Submarine Trenches and Deeps :- these are the deepest part of the oceans with their bottoms far below the average level of the ocean floors. A long, narrow and steep sided depression on the ocean bottom is called a Trench. They are usually 5,500 metres in depth and lie along the fringes of the deep sea plain. They are believed to have result from down faulting of down folding of the earth’s. crust and are, therefore, of tectonic origin. The Trenches generally run parallel to the bordering fold mountain or the island chains.

Submarine Canyons:- Submarine canyons are deep gorges on the ocean floor. They are strikingly deep valleys with steep slopes that form long, conclave profiles. They occur around all the coasts of the world and are mainly restricted to the continental shelf, slope and rise.

SALINITY
It is defined as the total amount of solid material in gram contained in one    kilogram of sea water and is expressed as part per thousand. It is measured by electric salinity meter.

  • The average salinity in the oceans and sea is 35%. Very high salinity is recorded in inland seas and lakes. Lake Van in Turkey records the highest salinity.
  • The origin of salinity is attributed to erosion of earth’s crust by dissolving action of running water, produced by rain, river, constant washing of sea shore and agencies which causes erosion in the oceanic crust and volcanic ash which contains minerals like Calcium, Boron, Iodine etc.
  • Salinity is excessive in region of high temperature, strong winds and less rainy days.

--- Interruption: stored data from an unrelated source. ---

//! Where commit history comes from: a live repository through the `git`
//! CLI, or a snapshot file captured earlier.

use std::path::{Path, PathBuf};
use std::process::Command;

use anyhow::{Context, Result, bail};
use commit_graph_core::parsers::{GIT_LOG_FORMAT, parse_auto, parse_branch_list};
use commit_graph_protocol::{BranchInfo, CommitRecord};

pub trait HistorySource: Send + Sync {
    /// Commits newest first, as one refresh batch.
    fn list_commits(&self) -> Result<Vec<CommitRecord>>;

    fn list_branches(&self) -> Result<Vec<BranchInfo>>;

    fn location(&self) -> &Path;
}

/// Runs `git log` / `git branch` against a working tree.
pub struct GitCli {
    repo: PathBuf,
    limit: usize,
}

impl GitCli {
    pub fn new(repo: impl Into<PathBuf>, limit: usize) -> Self {
        Self {
            repo: repo.into(),
            limit,
        }
    }

    fn git(&self, args: &[&str]) -> Result<Vec<u8>> {
        let output = Command::new("git")
            .arg("-C")
            .arg(&self.repo)
            .args(args)
            .output()
            .context("failed to run git")?;
        if !output.status.success() {
            bail!(
                "git {} failed: {}",
                args.first().copied().unwrap_or_default(),
                String::from_utf8_lossy(&output.stderr).trim()
            );
        }
        Ok(output.stdout)
    }
}

impl HistorySource for GitCli {
    fn list_commits(&self) -> Result<Vec<CommitRecord>> {
        let format = format!("--format={GIT_LOG_FORMAT}");
        let max_count = format!("--max-count={}", self.limit);
        let out = self.git(&[
            "log",
            "--topo-order",
            "--no-color",
            &format,
            &max_count,
            "--branches",
            "HEAD",
        ])?;
        let commits = commit_graph_core::parsers::parse_git_log(&out)?;
        tracing::debug!(count = commits.len(), repo = %self.repo.display(), "git log");
        Ok(commits)
    }

    fn list_branches(&self) -> Result<Vec<BranchInfo>> {
        let out = self.git(&["branch", "--no-color"])?;
        Ok(parse_branch_list(&String::from_utf8_lossy(&out)))
    }

    fn location(&self) -> &Path {
        &self.repo
    }
}

/// Reads a saved history (JSON array or `git log` output). Re-read on every
/// refresh so edits to the file show up.
pub struct SnapshotFile {
    path: PathBuf,
}

impl SnapshotFile {
    pub fn new(path: impl Into<PathBuf>) -> Self {
        Self { path: path.into() }
    }
}

impl HistorySource for SnapshotFile {
    fn list_commits(&self) -> Result<Vec<CommitRecord>> {
        let data = std::fs::read(&self.path)
            .with_context(|| format!("failed to read {}", self.path.display()))?;
        Ok(parse_auto(&data)?)
    }

    fn list_branches(&self) -> Result<Vec<BranchInfo>> {
        Ok(Vec::new())
    }

    fn location(&self) -> &Path {
        &self.path
    }
}
//! Rasterises a commit graph scene onto a grid of terminal cells.
//!
//! Scene units map one-to-one onto cells (the terminal [`GraphConfig`]
//! preset uses one row and two columns per lane), so a point `(x, y)` lands
//! in cell `(floor(x), floor(y - scroll))`.
//!
//! [`GraphConfig`]: commit_graph_core::GraphConfig

use commit_graph_protocol::{PathSegment, Point, RenderCommand, ThemeToken};

#[derive(Debug, Clone, Copy, PartialEq)]
pub struct Cell {
    pub ch: char,
    pub fg: Option<ThemeToken>,
    pub bg: Option<ThemeToken>,
}

impl Default for Cell {
    fn default() -> Self {
        Self {
            ch: ' ',
            fg: None,
            bg: None,
        }
    }
}

#[derive(Debug, Clone, Copy, PartialEq, Eq)]
enum Stroke {
    Vertical,
    Horizontal,
    Falling,
    Rising,
}

pub struct Canvas {
    width: u16,
    height: u16,
    scroll: f64,
    cells: Vec<Cell>,
}

impl Canvas {
    pub fn new(width: u16, height: u16, scroll: f64) -> Self {
        Self {
            width,
            height,
            scroll,
            cells: vec![Cell::default(); usize::from(width) * usize::from(height)],
        }
    }

    pub fn width(&self) -> u16 {
        self.width
    }

    pub fn height(&self) -> u16 {
        self.height
    }

    pub fn get(&self, col: u16, row: u16) -> Option<&Cell> {
        self.index(col, row).and_then(|i| self.cells.get(i))
    }

    fn get_mut(&mut self, col: u16, row: u16) -> Option<&mut Cell> {
        self.index(col, row).and_then(|i| self.cells.get_mut(i))
    }

    fn index(&self, col: u16, row: u16) -> Option<usize> {
        (col < self.width && row < self.height)
            .then(|| usize::from(row) * usize::from(self.width) + usize::from(col))
    }

    /// Cell under a scene point, if on the canvas.
    fn cell_at(&self, p: Point) -> Option<(u16, u16)> {
        let col = p.x.floor();
        let row = (p.y - self.scroll).floor();
        if col < 0.0 || row < 0.0 || col >= f64::from(self.width) || row >= f64::from(self.height)
        {
            return None;
        }
        Some((col as u16, row as u16))
    }

    pub fn paint(&mut self, commands: &[RenderCommand]) {
        for cmd in commands {
            match cmd {
                RenderCommand::DrawRect { rect, color, .. } => {
                    let top = (rect.y - self.scroll).floor().max(0.0) as u16;
                    let bottom = (rect.y + rect.h - self.scroll).ceil().max(0.0) as u16;
                    let left = rect.x.floor().max(0.0) as u16;
                    let right = (rect.x + rect.w).ceil().max(0.0) as u16;
                    for row in top..bottom.max(top + 1) {
                        for col in left..right {
                            if let Some(cell) = self.get_mut(col, row) {
                                cell.bg = Some(*color);
                            }
                        }
                    }
                }
                RenderCommand::DrawText {
                    position,
                    text,
                    color,
                    ..
                } => {
                    let origin = Point::new(position.x.max(0.0), position.y);
                    let Some((col, row)) = self.cell_at(origin) else {
                        continue;
                    };
                    for (i, ch) in text.chars().enumerate() {
                        let Some(cell) = self.get_mut(col.saturating_add(i as u16), row) else {
                            break;
                        };
                        cell.ch = ch;
                        cell.fg = Some(*color);
                    }
                }
                RenderCommand::DrawCircle {
                    center,
                    color,
                    border_color,
                    ..
                } => {
                    let Some((col, row)) = self.cell_at(*center) else {
                        continue;
                    };
                    let (ch, fg) = if *color == ThemeToken::MergeNodeFill {
                        ('◉', border_color.unwrap_or(*color))
                    } else {
                        ('●', *color)
                    };
                    if let Some(cell) = self.get_mut(col, row) {
                        cell.ch = ch;
                        cell.fg = Some(fg);
                    }
                }
                RenderCommand::DrawPath {
                    segments, color, ..
                } => self.stroke_path(segments, *color),
                _ => {}
            }
        }
    }

    fn stroke_path(&mut self, segments: &[PathSegment], color: ThemeToken) {
        let points = flatten(segments);
        // Per-cell strokes for this path, so a vertical run meeting a
        // horizontal one in the same cell becomes a corner glyph.
        let mut strokes: Vec<((u16, u16), Stroke, f64)> = Vec::new();
        for pair in points.windows(2) {
            let [a, b] = pair else { continue };
            let (dx, dy) = (b.x - a.x, b.y - a.y);
            if dx == 0.0 && dy == 0.0 {
                continue;
            }
            let stroke = if dx.abs() < dy.abs() * 0.4 {
                Stroke::Vertical
            } else if dy.abs() < dx.abs() * 0.4 {
                Stroke::Horizontal
            } else if (dx > 0.0) == (dy > 0.0) {
                Stroke::Falling
            } else {
                Stroke::Rising
            };
            let mid = Point::new((a.x + b.x) / 2.0, (a.y + b.y) / 2.0);
            if let Some(cell) = self.cell_at(mid) {
                strokes.push((cell, stroke, dx));
            }
        }

        let mut i = 0;
        while i < strokes.len() {
            let (cell, first, _) = strokes[i];
            let mut has_vertical = false;
            let mut horizontal_dx = None;
            let mut last = first;
            while let Some(&(c, stroke, dx)) = strokes.get(i)
                && c == cell
            {
                match stroke {
                    Stroke::Vertical => has_vertical = true,
                    Stroke::Horizontal => horizontal_dx = Some(dx),
                    _ => {}
                }
                last = stroke;
                i += 1;
            }
            let ch = match (has_vertical, horizontal_dx) {
                (true, Some(dx)) if dx > 0.0 => '╰',
                (true, Some(_)) => '╯',
                _ => glyph(last),
            };
            if let Some(target) = self.get_mut(cell.0, cell.1) {
                target.ch = ch;
                target.fg = Some(color);
            }
        }
    }

    /// Give every cell of `row` without a background the `token` background.
    pub fn highlight_row(&mut self, row: u16, token: ThemeToken) {
        for col in 0..self.width {
            if let Some(cell) = self.get_mut(col, row)
                && cell.bg.is_none()
            {
                cell.bg = Some(token);
            }
        }
    }

    #[cfg(test)]
    fn row_text(&self, row: u16) -> String {
        (0..self.width)
            .filter_map(|col| self.get(col, row).map(|c| c.ch))
            .collect()
    }
}

fn glyph(stroke: Stroke) -> char {
    match stroke {
        Stroke::Vertical => '│',
        Stroke::Horizontal => '─',
        Stroke::Falling => '╲',
        Stroke::Rising => '╱',
    }
}

/// Sample a path into a polyline, a few points per cell.
fn flatten(segments: &[PathSegment]) -> Vec<Point> {
    let mut points = Vec::new();
    let mut pen = Point::new(0.0, 0.0);
    for segment in segments {
        match *segment {
            PathSegment::MoveTo(p) => {
                points.push(p);
                pen = p;
            }
            PathSegment::LineTo(p) => {
                let steps = steps(pen, p);
                points.extend((1..=steps).map(|i| lerp(pen, p, i as f64 / steps as f64)));
                pen = p;
            }
            PathSegment::QuadTo { ctrl, to } => {
                let steps = steps(pen, to);
                let from = pen;
                points.extend((1..=steps).map(|i| {
                    let t = i as f64 / steps as f64;
                    lerp(lerp(from, ctrl, t), lerp(ctrl, to, t), t)
                }));
                pen = to;
            }
            PathSegment::CubicTo { ctrl1, ctrl2, to } => {
                let steps = steps(pen, to) * 2;
                let from = pen;
                points.extend((1..=steps).map(|i| {
                    let t = i as f64 / steps as f64;
                    let a = lerp(lerp(from, ctrl1, t), lerp(ctrl1, ctrl2, t), t);
                    let b = lerp(lerp(ctrl1, ctrl2, t), lerp(ctrl2, to, t), t);
                    lerp(a, b, t)
                }));
                pen = to;
            }
        }
    }
    points
}

fn steps(a: Point, b: Point) -> usize {
    let len = (b.x - a.x).abs() + (b.y - a.y).abs();
    ((len * 4.0).ceil() as usize).max(2)
}

fn lerp(a: Point, b: Point, t: f64) -> Point {
    Point::new(a.x + (b.x - a.x) * t, a.y + (b.y - a.y) * t)
}
use serde::{Deserialize, Serialize};

#[derive(Debug, Clone, Copy, PartialEq, Serialize, Deserialize)]
pub struct Point {
    pub x: f64,
    pub y: f64,
}

impl Point {
    pub fn new(x: f64, y: f64) -> Self {
        Self { x, y }
    }
}

#[derive(Debug, Clone, Copy, PartialEq, Serialize, Deserialize)]
pub struct Rect {
    pub x: f64,
    pub y: f64,
    pub w: f64,
    pub h: f64,
}

impl Rect {
    pub fn new(x: f64, y: f64, w: f64, h: f64) -> Self {
        Self { x, y, w, h }
    }
}

/// The visible window onto the scene, in logical pixels.
///
/// `y` is the vertical scroll offset; a scene projected for this viewport
/// only contains rows and connectors that intersect `[y, y + height]`.
#[derive(Debug, Clone, Copy, PartialEq, Serialize, Deserialize)]
pub struct Viewport {
    pub x: f64,
    pub y: f64,
    pub width: f64,
    pub height: f64,
}

impl Viewport {
    pub fn new(width: f64, height: f64) -> Self {
        Self {
            x: 0.0,
            y: 0.0,
            width,
            height,
        }
    }

    /// Whether the vertical span `[top, bottom]` overlaps the viewport.
    pub fn intersects_rows(&self, top: f64, bottom: f64) -> bool {
        bottom >= self.y && top <= self.y + self.height
    }
}

#[cfg(test)]
mod tests {
    use super::*;

    #[test]
    fn vertical_intersection() {
        let vp = Viewport {
            y: 100.0,
            ..Viewport::new(800.0, 200.0)
        };
        assert!(vp.intersects_rows(90.0, 110.0));
        assert!(vp.intersects_rows(0.0, 1000.0));
        assert!(!vp.intersects_rows(0.0, 99.0));
        assert!(!vp.intersects_rows(301.0, 400.0));
    }
}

For example, it is comparatively lower in the equatorial region due to high relative humidity.
  • Influx of fresh water by river reduces the salinity and so there is less salinity near the months of rivers.
  • In spite of high temperature salinity is less in equatorial region because of high rainfall. Around the poles there is a belt of low salinity because of addition of fresh water in the form of iceberg and excessive snow falls.

HORIZONTAL DISTRIBUTION OF SALINITY

It decreases from Equator towards the Poles. In general there is low salinity in equatorial zone, high in tropical belt low in temperature zone and minimum in sub-polar zone.

  • Amount of salinity varies from oceans to ocean, mainly due to supply of fresh water, rapidity of evaporation and water mixing tendency.
  • The greatest evaporation of salt is found in two areas which lie about the Tropic of Cancer and the Tropic of Capricorn from these regions the salinity decreases both onwards equator and the poles.
  • Salinity of the inland seas and lakes is very high because of the regular supply of salt by the rivers flowing into them and the evaporation makes continuously more and more saline.

VERTICAL DISTRIBUTION OF SALINITY

Salinity of ocean decreases of increases towards the bottom according to the nature of the water mass.

  • In high latitude salinity increases with depth due to dense water found at the    bottom. In the middle latitude salinity increases with the depth up to 366 metres and then it starts decreasing..
  • At equator surface salinity is low but just below it greater salinity is found which again decreases at the bottom due to presence of cold water mass.